In 1936, after several years as a junior minister, Morrison was made Minister of Agriculture and Fisheries by Stanley Baldwin. He also served as a minister under Neville Chamberlain and Winston Churchill, including as Minister of Food (1939–1940), Postmaster General (1940–1943), and Minister of Town and Country Planning (1943–1945). Morrison was elevated to the speakership following the 1951 general election. He was praised for his impartiality, especially during the heated debate on the Suez Crisis, and was raised to the viscountcy when his term ended. Lord Dunrossil became governor-general in 1960, on the nomination of Robert Menzies, but served only a year before dying in office.

Early life
Morrison was born in Torinturk, Argyll, Scotland, the son of Marion (née McVicar) and John Morrison. His father was a farmer who had previously spent time working in South Africa's diamond industry. Morrison was educated at George Watson's College and the University of Edinburgh. He joined the British Army as an officer in the First World War and served with an artillery regiment in France, where he won the Military Cross. In 1919 he left the Army with the rank of captain. He married Katharine Swan in 1924, with whom he had four sons.

Political career
Morrison was elected to the House of Commons as Conservative Member of Parliament (MP) for Cirencester and Tewkesbury in 1929. In Parliament he acquired the nickname "Shakes", from his habit of quoting from the works of William Shakespeare.

Government minister
Morrison had a long ministerial career under four Prime Ministers (Ramsay MacDonald, Stanley Baldwin, Neville Chamberlain and Winston Churchill). 
He was:
 Parliamentary Secretary to the Attorney-General 1931–35,
 Financial Secretary to the Treasury 1935–36,
 Minister of Agriculture and Fisheries 1936–39,
 Minister of Food 1939–40,
 Postmaster-General 1940–43
 Minister for Town and Country Planning 1943–45.

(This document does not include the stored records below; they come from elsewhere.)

//! Training metrics and run summaries.

use serde::{Deserialize, Serialize};

/// Metrics for a single training epoch.
///
/// # Example
///
/// ```
/// use ft_training::EpochMetrics;
///
/// let metrics = EpochMetrics::new(0, 0.5, Some(0.4)).with_val_accuracy(0.85);
/// assert_eq!(metrics.epoch, 0);
/// assert_eq!(metrics.val_accuracy, Some(0.85));
/// ```
#[derive(Debug, Clone, PartialEq, Serialize, Deserialize)]
pub struct EpochMetrics {
    /// Epoch number (0-indexed).
    pub epoch: usize,

    /// Mean training loss for this epoch.
    pub train_loss: f32,

    /// Mean validation loss (if computed).
    pub val_loss: Option<f32>,

    /// Validation accuracy in `[0, 1]` (if computed).
    pub val_accuracy: Option<f32>,

    /// Learning rate used for this epoch.
    pub learning_rate: f64,

    /// Training time in seconds.
    pub train_time_secs: f32,

    /// Validation time in seconds.
    pub val_time_secs: Option<f32>,

    /// Number of training samples processed.
    pub train_samples: usize,

    /// Number of validation samples processed.
    pub val_samples: Option<usize>,
}

impl EpochMetrics {
    /// Creates new epoch metrics.
    #[must_use]
    pub const fn new(epoch: usize, train_loss: f32, val_loss: Option<f32>) -> Self {
        Self {
            epoch,
            train_loss,
            val_loss,
            val_accuracy: None,
            learning_rate: 0.0,
            train_time_secs: 0.0,
            val_time_secs: None,
            train_samples: 0,
            val_samples: None,
        }
    }

    /// Sets the validation accuracy.
    #[must_use]
    pub const fn with_val_accuracy(mut self, accuracy: f32) -> Self {
        self.val_accuracy = Some(accuracy);
        self
    }

    /// Sets the learning rate.
    #[must_use]
    pub const fn with_learning_rate(mut self, lr: f64) -> Self {
        self.learning_rate = lr;
        self
    }

    /// Sets the training time.
    #[must_use]
    pub const fn with_train_time(mut self, secs: f32) -> Self {
        self.train_time_secs = secs;
        self
    }

    /// Sets the validation time.
    #[must_use]
    pub const fn with_val_time(mut self, secs: f32) -> Self {
        self.val_time_secs = Some(secs);
        self
    }

    /// Sets sample counts.
    #[must_use]
    pub const fn with_samples(mut self, train: usize, val: Option<usize>) -> Self {
        self.train_samples = train;
        self.val_samples = val;
        self
    }

    /// Returns total time (train + val) in seconds.
    #[must_use]
    pub fn total_time_secs(&self) -> f32 {
        self.train_time_secs + self.val_time_secs.unwrap_or(0.0)
    }
}

/// Aggregate metrics for a training run.
///
/// # Example
///
/// ```
/// use ft_training::{EpochMetrics, RunMetrics};
///
/// let mut metrics = RunMetrics::new();
/// metrics.add_epoch(EpochMetrics::new(0, 0.5, Some(0.4)).with_val_accuracy(0.7));
/// metrics.add_epoch(EpochMetrics::new(1, 0.3, Some(0.35)).with_val_accuracy(0.9));
///
/// assert_eq!(metrics.epochs_completed(), 2);
/// assert_eq!(metrics.best_val_accuracy, Some(0.9));
/// assert_eq!(metrics.best_epoch, Some(1));
/// ```
#[derive(Debug, Clone, Default, PartialEq, Serialize, Deserialize)]
pub struct RunMetrics {
    /// Metrics for each epoch.
    pub epoch_metrics: Vec<EpochMetrics>,

    /// Best validation accuracy seen.
    pub best_val_accuracy: Option<f32>,

    /// Epoch with the best validation accuracy.
    pub best_epoch: Option<usize>,

    /// Total training time in seconds.
    pub total_time_secs: f32,

    /// Whether a callback stopped the run before all epochs.
    pub stopped_early: bool,

    /// Reason for stopping (if not completed normally).
    pub stop_reason: Option<String>,
}

impl RunMetrics {
    /// Creates new empty run metrics.
    #[must_use]
    pub fn new() -> Self {
        Self::default()
    }

    /// Adds metrics for an epoch.
    ///
    /// The best accuracy tracker uses a strict `>` comparison, so the
    /// recorded best epoch is the earliest one attaining the best value.
    pub fn add_epoch(&mut self, metrics: EpochMetrics) {
        if let Some(accuracy) = metrics.val_accuracy {
            let improved = self
                .best_val_accuracy
                .map_or(true, |best| accuracy > best);
            if improved {
                self.best_val_accuracy = Some(accuracy);
                self.best_epoch = Some(metrics.epoch);
            }
        }

        self.total_time_secs += metrics.total_time_secs();
        self.epoch_metrics.push(metrics);
    }

    /// Returns the number of completed epochs.
    #[must_use]
    pub fn epochs_completed(&self) -> usize {
        self.epoch_metrics.len()
    }

    /// Returns the final training loss.
    #[must_use]
    pub fn final_loss(&self) -> f32 {
        self.epoch_metrics.last().map_or(f32::NAN, |m| m.train_loss)
    }

    /// Returns the final validation accuracy.
    #[must_use]
    pub fn final_val_accuracy(&self) -> Option<f32> {
        self.epoch_metrics.last().and_then(|m| m.val_accuracy)
    }

    /// Returns training losses as a vector.
    #[must_use]
    pub fn train_losses(&self) -> Vec<f32> {
        self.epoch_metrics.iter().map(|m| m.train_loss).collect()
    }

    /// Returns validation accuracies as a vector.
    #[must_use]
    pub fn val_accuracies(&self) -> Vec<Option<f32>> {
        self.epoch_metrics.iter().map(|m| m.val_accuracy).collect()
    }

    /// Returns learning rates as a vector.
    #[must_use]
    pub fn learning_rates(&self) -> Vec<f64> {
        self.epoch_metrics.iter().map(|m| m.learning_rate).collect()
    }

    /// Marks the run as stopped by a callback.
    pub fn set_stopped_early(&mut self, reason: impl Into<String>) {
        self.stopped_early = true;
        self.stop_reason = Some(reason.into());
    }

    /// Returns a human-readable summary.
    #[must_use]
    #[allow(clippy::let_underscore_must_use)] // String::write_fmt is infallible
    pub fn summary(&self) -> String {
        use std::fmt::Write;

        let mut s = String::new();
        let _ = writeln!(s, "Fine-Tuning Summary");
        let _ = writeln!(s, "===================");
        let _ = writeln!(s, "Epochs completed: {}", self.epochs_completed());
        let _ = writeln!(s, "Total time: {:.1}s", self.total_time_secs);
        let _ = writeln!(s, "Final train loss: {:.4}", self.final_loss());

        if let Some(best) = self.best_val_accuracy {
            let _ = writeln!(
                s,
                "Best val accuracy: {:.4} (epoch {})",
                best,
                self.best_epoch.unwrap_or(0)
            );
        }

        if self.stopped_early {
            let _ = writeln!(
                s,
                "Stopped early: {}",
                self.stop_reason.as_deref().unwrap_or("yes")
            );
        }

        s
    }
}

Morrison was referred to in the book "Guilty Men" by Michael Foot, Frank Owen and Peter Howard (writing under the pseudonym 'Cato'), published in 1940 as an attack on public figures for their failure to re-arm and their appeasement of Nazi Germany. However, as noted in the diaries of Chips Channon, he was part of the Insurgents, the faction of the Conservative party that worked in secret against appeasement, to oust Chamberlain and replace him with Churchill ahead of the war.

Campaigning during the general election of 1945, Morrison attacked Socialism and claimed that Hitler and Mussolini began as Socialists. He further claimed that although Labour objected to the Conservatives calling themselves 'National', the Conservatives had no objection in their opponents labelling themselves National-Socialists. In 1947 he attacked identity cards which had been introduced during the war because he believed they were a nuisance to law-abiding people and also because the cards were ineffective.

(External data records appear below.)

//! Upload intake handler.

use axum::extract::{Multipart, State};
use axum::http::StatusCode;
use axum::Json;
use serde::Serialize;
use tracing::info;

use vidshare_models::SourceId;

use crate::error::{ApiError, ApiResult};
use crate::state::AppState;

/// Upload response.
#[derive(Serialize)]
pub struct UploadResponse {
    pub id: SourceId,
}

/// Accept a video upload and submit it for transcoding.
///
/// Responds as soon as the file is stored and the job is queued; the
/// encodes run off the request path. Clients poll the status endpoint
/// or just try playback.
pub async fn upload_video(
    State(state): State<AppState>,
    mut multipart: Multipart,
) -> ApiResult<(StatusCode, Json<UploadResponse>)> {
    while let Some(field) = multipart
        .next_field()
        .await
        .map_err(|e| ApiError::bad_request(format!("malformed multipart body: {e}")))?
    {
        if field.name() != Some("video") {
            continue;
        }

        let data = field
            .bytes()
            .await
            .map_err(|e| ApiError::bad_request(format!("failed to read upload: {e}")))?;
        if data.is_empty() {
            return Err(ApiError::bad_request("empty upload"));
        }

        let source_id = SourceId::generate();
        let input_path = state.store.save_upload(&source_id, &data).await?;

        info!(source_id = %source_id, bytes = data.len(), "Upload accepted");
        state.scheduler.submit(source_id.clone(), input_path).await?;

        return Ok((StatusCode::ACCEPTED, Json(UploadResponse { id: source_id })));
    }

    Err(ApiError::bad_request("missing 'video' field"))
}
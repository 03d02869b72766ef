//! Scheduler error types.

use thiserror::Error;

pub type SchedulerResult<T> = Result<T, SchedulerError>;

#[derive(Debug, Error)]
pub enum SchedulerError {
    #[error("scheduler is shut down")]
    ShutDown,
}
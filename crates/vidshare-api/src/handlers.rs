//! Request handlers.

pub mod health;
pub mod upload;
pub mod videos;

pub use health::{health, ready};
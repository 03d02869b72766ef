//! Rendition ladder definitions.
//!
//! The ladder is fixed at compile time and shared read-only across all
//! jobs. Output filenames are a pure function of (source id, rendition),
//! which keeps them collision-free by construction.

use serde::Serialize;

use crate::source_id::SourceId;

/// One target output variant of a source video.
#[derive(Debug, Clone, Copy, PartialEq, Eq, Serialize)]
pub struct RenditionSpec {
    /// Unique rendition key (e.g. "high", "med")
    pub name: &'static str,
    /// Filename prefix; empty for the default (highest) rendition
    pub prefix: &'static str,
    /// Target frame height in pixels; width follows the aspect ratio
    pub target_height: u32,
    /// Video bitrate in FFmpeg rate notation (e.g. "2500k")
    pub video_bitrate: &'static str,
    /// Audio bitrate in FFmpeg rate notation
    pub audio_bitrate: &'static str,
    /// Frame rate cap; `None` keeps the source frame rate
    pub max_fps: Option<u32>,
}

/// The full rendition ladder, highest quality first.
///
/// The first entry is the default rendition served when a client does
/// not ask for a specific quality.
pub const LADDER: [RenditionSpec; 4] = [
    RenditionSpec {
        name: "high",
        prefix: "",
        target_height: 1080,
        video_bitrate: "5000k",
        audio_bitrate: "192k",
        max_fps: None,
    },
    RenditionSpec {
        name: "med",
        prefix: "med_",
        target_height: 720,
        video_bitrate: "2500k",
        audio_bitrate: "128k",
        max_fps: Some(30),
    },
    RenditionSpec {
        name: "low",
        prefix: "low_",
        target_height: 480,
        video_bitrate: "100k",
        audio_bitrate: "64k",
        max_fps: Some(30),
    },
    RenditionSpec {
        name: "verylow",
        prefix: "very_low_",
        target_height: 240,
        video_bitrate: "30k",
        audio_bitrate: "1k",
        max_fps: Some(30),
    },
];

impl RenditionSpec {
    /// All renditions produced for every uploaded source.
    pub fn ladder() -> &'static [RenditionSpec] {
        &LADDER
    }

    /// The default rendition (highest quality, unprefixed filename).
    pub fn default_rendition() -> &'static RenditionSpec {
        &LADDER[0]
    }

    /// Look up a rendition by its name.
    pub fn by_name(name: &str) -> Option<&'static RenditionSpec> {
        LADDER.iter().find(|spec| spec.name == name)
    }

    /// Deterministic output filename for a source.
    pub fn output_filename(&self, source_id: &SourceId) -> String {
        format!("{}{}.mp4", self.prefix, source_id)
    }
}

Speaker of the House of Commons
In 1951, when the Conservatives returned to power, Morrison was elected Speaker of the House of Commons. He was opposed by Labour MP Major James Milner, who said it was his party's turn to have a Speaker of the House. It was the first contested election for the post in the twentieth century. Morrison was elected in a vote on party lines.

Governor-General of Australia

Morrison held the post of Speaker until 1959, when he announced that he would not be contesting the forthcoming general election but retiring for reasons of health. As was customary for former Speakers, he was made a Viscount, taking the title Viscount Dunrossil, of Vallaquie in the Isle of North Uist and County of Inverness. Given his health, it surprised many when it was announced shortly thereafter that he had been chosen to succeed Sir William Slim as Governor-General of Australia. He was also appointed a Knight Grand Cross of the Order of St Michael and St George (GCMG) that year. By this time support for the idea of British governors-general was declining in Australia, but the Liberal Prime Minister, Robert Menzies, was determined to maintain the British link (and, in particular, the Scottish link).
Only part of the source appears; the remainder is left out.